Les larmes de Quadragant s’arrêtèrent. Dans cette vie qu’on lui offrait, il entrevit d’abord l’espérance d’un bon souper prochain, et si ses mâchoires n’avaient été paralysées par la charpenterie de Kreiss, sa large face se fût épanouie dans un sourire.

«Mais cette vie et cette liberté que nous te rendrons, poursuivit le nain, tu les consacreras au service de notre peuple décimé par toi, entends-tu? tu seras, comprends-le bien, moins encore notre protecteur que notre serviteur; tous les travaux que nous t’ordonnerons dans l’intérêt de notre sûreté comme dans celui de notre bien-être tu les accompliras sans réflexion; et tout d’abord tu relèveras ce chêne qui ombrageait et cachait les demeures des petits nains de ce canton; tu l’arroseras chaque jour jusqu’à ce qu’il ait repris sa force. Maintenant, par un signe de tes yeux, dis si tu acceptes mes conditions.»

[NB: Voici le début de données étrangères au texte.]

use crate::opc::error::{OpcError, Result};
use crate::opc::registry::PartRef;
/// Relationship-related objects for presentation packages.
///
/// This module provides types for managing relationships between parts in a
/// package, including internal and external relationships.
use std::collections::HashMap;

/// The target of a relationship edge.
///
/// Internal relationships reference another part in the registry and convey
/// ownership of it; external relationships point outside the package (e.g., a
/// hyperlink URL) and own nothing.
#[derive(Debug, Clone, PartialEq, Eq)]
pub enum RelTarget {
    /// An internal target: a part in the registry
    Part(PartRef),
    /// An external target: a URL outside the package
    External(String),
}

impl RelTarget {
    /// Check if this target is external to the package.
    #[inline]
    pub fn is_external(&self) -> bool {
        matches!(self, RelTarget::External(_))
    }

    /// Get the target part for internal targets.
    #[inline]
    pub fn part(&self) -> Option<PartRef> {
        match self {
            RelTarget::Part(part) => Some(*part),
            RelTarget::External(_) => None,
        }
    }

    /// Get the target URL for external targets.
    #[inline]
    pub fn url(&self) -> Option<&str> {
        match self {
            RelTarget::Part(_) => None,
            RelTarget::External(url) => Some(url),
        }
    }
}

/// A single relationship from a source part to a target.
///
/// Represents a connection between parts in a package, identified by an rId
/// (relationship ID) unique within the owning part's table.
#[derive(Debug, Clone)]
pub struct Relationship {
    /// Relationship ID (e.g., "rId1", "rId2")
    r_id: String,

    /// Relationship type URI
    reltype: String,

    /// Target of the relationship edge
    target: RelTarget,
}

impl Relationship {
    /// Create a new relationship.
    ///
    /// # Arguments
    /// * `r_id` - Relationship ID (e.g., "rId1")
    /// * `reltype` - Relationship type URI
    /// * `target` - Target of the relationship edge
    pub fn new(r_id: String, reltype: String, target: RelTarget) -> Self {
        Self {
            r_id,
            reltype,
            target,
        }
    }

    /// Get the relationship ID.
    #[inline]
    pub fn r_id(&self) -> &str {
        &self.r_id
    }

    /// Get the relationship type.
    #[inline]
    pub fn reltype(&self) -> &str {
        &self.reltype
    }

    /// Get the relationship target.
    #[inline]
    pub fn target(&self) -> &RelTarget {
        &self.target
    }

    /// Check if this is an external relationship.
    #[inline]
    pub fn is_external(&self) -> bool {
        self.target.is_external()
    }

    /// Get the target part for internal relationships.
    ///
    /// Returns an error if this is an external relationship.
    pub fn target_part(&self) -> Result<PartRef> {
        self.target.part().ok_or_else(|| {
            OpcError::InvalidRelationship(format!(
                "Cannot get target part for external relationship '{}'",
                self.r_id
            ))
        })
    }
}

/// Collection of relationships from a single source part.
///
/// Uses a HashMap for O(1) lookup by relationship ID. Ids are unique within
/// one table, not across the package.
#[derive(Debug, Clone, Default)]
pub struct Relationships {
    /// Map of relationship ID to Relationship
    rels: HashMap<String, Relationship>,
}

impl Relationships {
    /// Create a new empty relationships collection.
    pub fn new() -> Self {
        Self {
            rels: HashMap::new(),
        }
    }

    /// Add a relationship with a freshly generated id.
    ///
    /// Internal targets are never deduplicated: sharing an internal part
    /// between two source parts would entangle their content trees, so every
    /// call mints a new edge. Use [`get_or_add_ext_rel`](Self::get_or_add_ext_rel)
    /// for external targets, which are safe to share.
    ///
    /// # Arguments
    /// * `reltype` - Relationship type URI
    /// * `target` - Target of the relationship edge
    ///
    /// # Returns
    /// The newly generated relationship ID
    pub fn add(&mut self, reltype: &str, target: RelTarget) -> String {
        let r_id = self.next_r_id();
        self.add_relationship(reltype.to_string(), target, r_id.clone());
        r_id
    }

    /// Add a relationship under a caller-supplied id.
    ///
    /// This is the load path used when materializing a package: the ids come
    /// from the serialized relationship tables.
    ///
    /// # Arguments
    /// * `reltype` - Relationship type URI
    /// * `target` - Target of the relationship edge
    /// * `r_id` - Relationship ID
    ///
    /// # Returns
    /// Reference to the newly added relationship
    pub fn add_relationship(
        &mut self,
        reltype: String,
        target: RelTarget,
        r_id: String,
    ) -> &Relationship {
        let rel = Relationship::new(r_id.clone(), reltype, target);
        self.rels.insert(r_id.clone(), rel);
        // Safe to unwrap since we just inserted it
        self.rels.get(r_id.as_str()).unwrap()
    }

    /// Get a relationship by its ID.
    pub fn get(&self, r_id: &str) -> Result<&Relationship> {
        self.rels
            .get(r_id)
            .ok_or_else(|| OpcError::UnknownRelationship(r_id.to_string()))
    }

    /// Check whether a relationship with the given ID exists.
    #[inline]
    pub fn contains(&self, r_id: &str) -> bool {
        self.rels.contains_key(r_id)
    }

    /// Get or add an external relationship.
    ///
    /// If an external relationship of the given type to the target URL already
    /// exists, returns its rId. Otherwise, creates a new one with the next
    /// available rId. Only externals are deduplicated this way; the same
    /// hyperlink reused by two shapes is safe to share.
    pub fn get_or_add_ext_rel(&mut self, reltype: &str, target_url: &str) -> String {
        // Check if matching relationship already exists
        for rel in self.rels.values() {
            if rel.reltype() == reltype && rel.target().url() == Some(target_url) {
                return rel.r_id().to_string();
            }
        }

        self.add(reltype, RelTarget::External(target_url.to_string()))
    }

    /// Get the next available relationship ID.
    ///
    /// Generates IDs in the format "rId1", "rId2", etc., filling in gaps
    /// if any exist. Uses efficient integer parsing with atoi_simd.
    fn next_r_id(&self) -> String {
        // Find the highest existing rId number and any gaps
        let mut used_numbers: Vec<u32> = self
            .rels
            .keys()
            .filter_map(|r_id| {
                // Extract number from "rId123" format using fast byte searching
                if r_id.len() > 3 && &r_id[..3] == "rId" {
                    atoi_simd::parse::<u32, false, false>(&r_id.as_bytes()[3..]).ok()
                } else {
                    None
                }
            })
            .collect();

        // Sort to find gaps efficiently
        used_numbers.sort_unstable();

        // Find first gap or use next number
        let mut next_num = 1u32;
        for &num in &used_numbers {
            match num.cmp(&next_num) {
                std::cmp::Ordering::Equal => next_num += 1,
                std::cmp::Ordering::Greater => break,
                std::cmp::Ordering::Less => {},
            }
        }

        format!("rId{}", next_num)
    }

    /// Get the relationship of a specific type.
    ///
    /// Returns an error if no relationship of the type is found,
    /// or if multiple relationships of the type exist.
    pub fn part_with_reltype(&self, reltype: &str) -> Result<&Relationship> {
        let matching: Vec<&Relationship> = self
            .rels
            .values()
            .filter(|rel| rel.reltype() == reltype)
            .collect();

        match matching.len() {
            0 => Err(OpcError::UnknownRelationship(format!(
                "No relationship of type '{}'",
                reltype
            ))),
            1 => Ok(matching[0]),
            _ => Err(OpcError::InvalidRelationship(format!(
                "Multiple relationships of type '{}'",
                reltype
            ))),
        }
    }

    /// Get an iterator over all relationships.
    #[inline]
    pub fn iter(&self) -> impl Iterator<Item = &Relationship> {
        self.rels.values()
    }

    /// Get the number of relationships in the collection.
    #[inline]
    pub fn len(&self) -> usize {
        self.rels.len()
    }

    /// Check if the collection is empty.
    #[inline]
    pub fn is_empty(&self) -> bool {
        self.rels.is_empty()
    }

    /// Remove a relationship by its ID.
    pub fn remove(&mut self, r_id: &str) -> Option<Relationship> {
        self.rels.remove(r_id)
    }
}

Quadragant ouvrit et ferma vivement les yeux à dix reprises différentes.

Kreiss décrivit avec sa lanterne comme des signaux télégraphiques; ses frères, toujours au nombre de sept, comme lui vêtus de peaux de souris ou de mulots, portant comme lui une lanterne habitée par une luciole, grimpèrent à leur tour sur la face du géant, qui alors parut illuminée.